WHAT IS BEING ASKED: When the string "RetryPolicy" occurs in a line of the records, show that line.

:: THE DATA

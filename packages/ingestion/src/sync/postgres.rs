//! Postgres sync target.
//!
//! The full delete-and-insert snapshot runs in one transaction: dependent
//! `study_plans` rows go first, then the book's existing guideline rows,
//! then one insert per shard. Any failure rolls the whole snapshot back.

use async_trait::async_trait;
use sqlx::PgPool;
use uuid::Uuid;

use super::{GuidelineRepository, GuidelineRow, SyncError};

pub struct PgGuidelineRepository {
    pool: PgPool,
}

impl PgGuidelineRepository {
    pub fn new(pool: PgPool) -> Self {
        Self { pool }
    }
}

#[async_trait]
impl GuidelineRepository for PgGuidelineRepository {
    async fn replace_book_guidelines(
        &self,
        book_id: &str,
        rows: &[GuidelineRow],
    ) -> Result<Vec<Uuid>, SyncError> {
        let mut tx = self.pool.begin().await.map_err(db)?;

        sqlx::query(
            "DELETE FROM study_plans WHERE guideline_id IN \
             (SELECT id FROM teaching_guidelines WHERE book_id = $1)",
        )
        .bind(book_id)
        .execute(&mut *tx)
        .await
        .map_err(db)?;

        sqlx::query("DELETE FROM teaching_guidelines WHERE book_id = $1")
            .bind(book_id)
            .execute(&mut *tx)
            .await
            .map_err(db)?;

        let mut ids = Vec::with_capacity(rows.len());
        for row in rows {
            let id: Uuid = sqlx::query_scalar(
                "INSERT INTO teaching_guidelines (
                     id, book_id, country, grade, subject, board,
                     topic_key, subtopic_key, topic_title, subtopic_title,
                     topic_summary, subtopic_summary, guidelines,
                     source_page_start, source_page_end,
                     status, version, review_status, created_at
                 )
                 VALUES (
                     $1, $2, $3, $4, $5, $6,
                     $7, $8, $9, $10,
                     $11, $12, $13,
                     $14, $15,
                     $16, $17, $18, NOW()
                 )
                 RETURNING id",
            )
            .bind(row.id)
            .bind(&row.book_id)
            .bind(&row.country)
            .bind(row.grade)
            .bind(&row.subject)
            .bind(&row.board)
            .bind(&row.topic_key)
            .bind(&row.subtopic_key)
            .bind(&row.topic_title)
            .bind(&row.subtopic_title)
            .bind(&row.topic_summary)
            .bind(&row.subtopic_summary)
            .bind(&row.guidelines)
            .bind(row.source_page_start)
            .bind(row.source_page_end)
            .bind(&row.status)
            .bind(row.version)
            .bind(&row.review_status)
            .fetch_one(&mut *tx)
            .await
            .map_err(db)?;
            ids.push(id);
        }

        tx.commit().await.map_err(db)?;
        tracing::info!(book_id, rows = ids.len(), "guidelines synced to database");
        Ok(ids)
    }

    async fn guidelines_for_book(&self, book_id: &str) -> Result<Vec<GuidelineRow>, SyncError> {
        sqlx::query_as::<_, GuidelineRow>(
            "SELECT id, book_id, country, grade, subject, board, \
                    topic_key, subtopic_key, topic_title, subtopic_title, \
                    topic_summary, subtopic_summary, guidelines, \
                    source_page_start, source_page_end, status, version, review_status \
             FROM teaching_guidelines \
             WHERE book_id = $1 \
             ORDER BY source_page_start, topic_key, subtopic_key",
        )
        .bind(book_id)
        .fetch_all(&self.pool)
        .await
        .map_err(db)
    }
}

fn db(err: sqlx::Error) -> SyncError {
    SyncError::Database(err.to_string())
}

::::
:: THE DATA

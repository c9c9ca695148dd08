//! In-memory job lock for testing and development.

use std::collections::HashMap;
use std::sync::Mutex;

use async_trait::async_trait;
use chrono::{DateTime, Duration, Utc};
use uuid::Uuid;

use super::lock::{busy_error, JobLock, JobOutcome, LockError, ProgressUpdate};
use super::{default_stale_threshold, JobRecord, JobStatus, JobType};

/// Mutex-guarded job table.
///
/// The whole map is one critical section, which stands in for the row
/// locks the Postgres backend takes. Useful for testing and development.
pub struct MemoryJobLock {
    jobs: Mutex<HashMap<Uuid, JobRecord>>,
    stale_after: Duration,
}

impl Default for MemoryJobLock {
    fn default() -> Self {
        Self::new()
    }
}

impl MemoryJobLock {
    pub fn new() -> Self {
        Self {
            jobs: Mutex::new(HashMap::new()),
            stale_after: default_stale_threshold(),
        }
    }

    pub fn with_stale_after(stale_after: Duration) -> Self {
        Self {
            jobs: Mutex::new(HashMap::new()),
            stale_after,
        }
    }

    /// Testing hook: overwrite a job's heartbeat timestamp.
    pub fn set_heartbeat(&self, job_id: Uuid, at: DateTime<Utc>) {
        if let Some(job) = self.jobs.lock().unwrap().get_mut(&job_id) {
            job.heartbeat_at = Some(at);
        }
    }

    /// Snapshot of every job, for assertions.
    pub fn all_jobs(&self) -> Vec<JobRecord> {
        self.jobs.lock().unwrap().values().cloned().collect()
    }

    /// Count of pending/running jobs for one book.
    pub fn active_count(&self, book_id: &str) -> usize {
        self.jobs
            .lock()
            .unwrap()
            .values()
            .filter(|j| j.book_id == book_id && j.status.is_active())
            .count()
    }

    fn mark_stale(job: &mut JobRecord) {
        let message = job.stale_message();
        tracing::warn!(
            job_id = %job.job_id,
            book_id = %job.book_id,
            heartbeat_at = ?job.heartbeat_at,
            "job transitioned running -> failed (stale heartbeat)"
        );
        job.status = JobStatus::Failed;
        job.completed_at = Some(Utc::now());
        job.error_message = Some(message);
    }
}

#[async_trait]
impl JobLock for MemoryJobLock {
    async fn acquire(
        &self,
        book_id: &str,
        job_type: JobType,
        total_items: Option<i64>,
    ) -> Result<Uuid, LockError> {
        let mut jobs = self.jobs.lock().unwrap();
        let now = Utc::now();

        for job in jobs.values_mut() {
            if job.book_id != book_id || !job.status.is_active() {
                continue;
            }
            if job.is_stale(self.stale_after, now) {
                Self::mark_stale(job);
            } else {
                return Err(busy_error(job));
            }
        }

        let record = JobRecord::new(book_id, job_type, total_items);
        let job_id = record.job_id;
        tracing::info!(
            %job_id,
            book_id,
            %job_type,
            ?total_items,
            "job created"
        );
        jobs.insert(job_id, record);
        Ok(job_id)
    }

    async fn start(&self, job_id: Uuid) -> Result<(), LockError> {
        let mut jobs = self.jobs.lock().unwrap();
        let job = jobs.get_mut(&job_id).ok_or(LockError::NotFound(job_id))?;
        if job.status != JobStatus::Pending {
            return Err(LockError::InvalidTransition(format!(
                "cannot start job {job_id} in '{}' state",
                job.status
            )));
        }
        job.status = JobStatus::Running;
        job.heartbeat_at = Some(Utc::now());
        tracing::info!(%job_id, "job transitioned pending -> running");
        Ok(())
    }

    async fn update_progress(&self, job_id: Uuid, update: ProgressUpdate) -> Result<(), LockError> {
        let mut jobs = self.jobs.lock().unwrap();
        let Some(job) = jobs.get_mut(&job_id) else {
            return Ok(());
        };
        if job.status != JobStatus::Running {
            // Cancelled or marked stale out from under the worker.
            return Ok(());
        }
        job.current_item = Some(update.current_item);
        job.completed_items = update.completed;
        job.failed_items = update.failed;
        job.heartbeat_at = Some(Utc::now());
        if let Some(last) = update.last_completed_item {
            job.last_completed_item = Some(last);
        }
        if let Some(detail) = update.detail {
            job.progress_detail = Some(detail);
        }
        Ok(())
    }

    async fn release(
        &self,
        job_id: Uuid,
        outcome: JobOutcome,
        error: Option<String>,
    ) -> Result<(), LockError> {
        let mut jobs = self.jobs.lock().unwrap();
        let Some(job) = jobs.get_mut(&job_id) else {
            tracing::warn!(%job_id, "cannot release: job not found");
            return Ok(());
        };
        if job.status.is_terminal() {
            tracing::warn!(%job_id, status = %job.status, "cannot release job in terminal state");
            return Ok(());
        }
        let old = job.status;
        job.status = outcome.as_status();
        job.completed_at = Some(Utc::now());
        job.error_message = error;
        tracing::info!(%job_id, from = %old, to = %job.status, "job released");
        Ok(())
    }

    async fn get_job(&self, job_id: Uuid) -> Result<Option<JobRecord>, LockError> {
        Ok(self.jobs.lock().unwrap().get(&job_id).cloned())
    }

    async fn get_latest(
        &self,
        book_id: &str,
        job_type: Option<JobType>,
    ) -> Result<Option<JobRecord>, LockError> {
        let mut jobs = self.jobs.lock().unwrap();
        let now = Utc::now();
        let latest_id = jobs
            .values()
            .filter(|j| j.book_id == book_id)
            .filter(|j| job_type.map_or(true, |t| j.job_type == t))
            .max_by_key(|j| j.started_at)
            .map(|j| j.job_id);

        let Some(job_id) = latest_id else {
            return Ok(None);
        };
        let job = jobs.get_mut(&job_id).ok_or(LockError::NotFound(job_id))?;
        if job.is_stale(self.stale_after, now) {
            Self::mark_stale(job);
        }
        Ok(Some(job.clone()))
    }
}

::::
:: THE DATA

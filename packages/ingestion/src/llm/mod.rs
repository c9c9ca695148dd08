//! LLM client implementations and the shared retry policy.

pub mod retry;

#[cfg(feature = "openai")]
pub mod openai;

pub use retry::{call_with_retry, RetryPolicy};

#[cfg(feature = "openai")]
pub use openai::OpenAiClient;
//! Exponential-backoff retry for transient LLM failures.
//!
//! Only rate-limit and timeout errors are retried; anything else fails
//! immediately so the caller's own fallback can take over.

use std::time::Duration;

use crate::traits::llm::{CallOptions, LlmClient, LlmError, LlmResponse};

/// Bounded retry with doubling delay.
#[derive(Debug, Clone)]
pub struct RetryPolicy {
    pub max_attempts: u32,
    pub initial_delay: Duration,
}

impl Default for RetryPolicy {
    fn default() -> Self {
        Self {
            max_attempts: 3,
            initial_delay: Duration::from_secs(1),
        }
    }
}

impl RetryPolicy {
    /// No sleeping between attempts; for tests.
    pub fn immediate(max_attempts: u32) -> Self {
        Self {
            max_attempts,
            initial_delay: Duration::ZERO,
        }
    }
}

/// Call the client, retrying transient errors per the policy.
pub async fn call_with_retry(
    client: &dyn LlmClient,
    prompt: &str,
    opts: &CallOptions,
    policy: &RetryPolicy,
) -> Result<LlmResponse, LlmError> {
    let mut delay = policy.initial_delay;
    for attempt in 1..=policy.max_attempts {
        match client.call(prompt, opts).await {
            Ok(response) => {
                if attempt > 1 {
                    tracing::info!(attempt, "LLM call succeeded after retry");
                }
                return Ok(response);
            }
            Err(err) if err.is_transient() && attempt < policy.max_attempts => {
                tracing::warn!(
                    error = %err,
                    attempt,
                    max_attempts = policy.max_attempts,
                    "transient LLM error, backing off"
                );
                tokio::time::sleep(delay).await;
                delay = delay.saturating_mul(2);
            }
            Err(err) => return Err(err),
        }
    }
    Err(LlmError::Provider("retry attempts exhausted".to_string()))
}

::::

ANSWER SECTION:
pub use retry::{call_with_retry, RetryPolicy};
pub struct RetryPolicy {
impl Default for RetryPolicy {
impl RetryPolicy {
    policy: &RetryPolicy,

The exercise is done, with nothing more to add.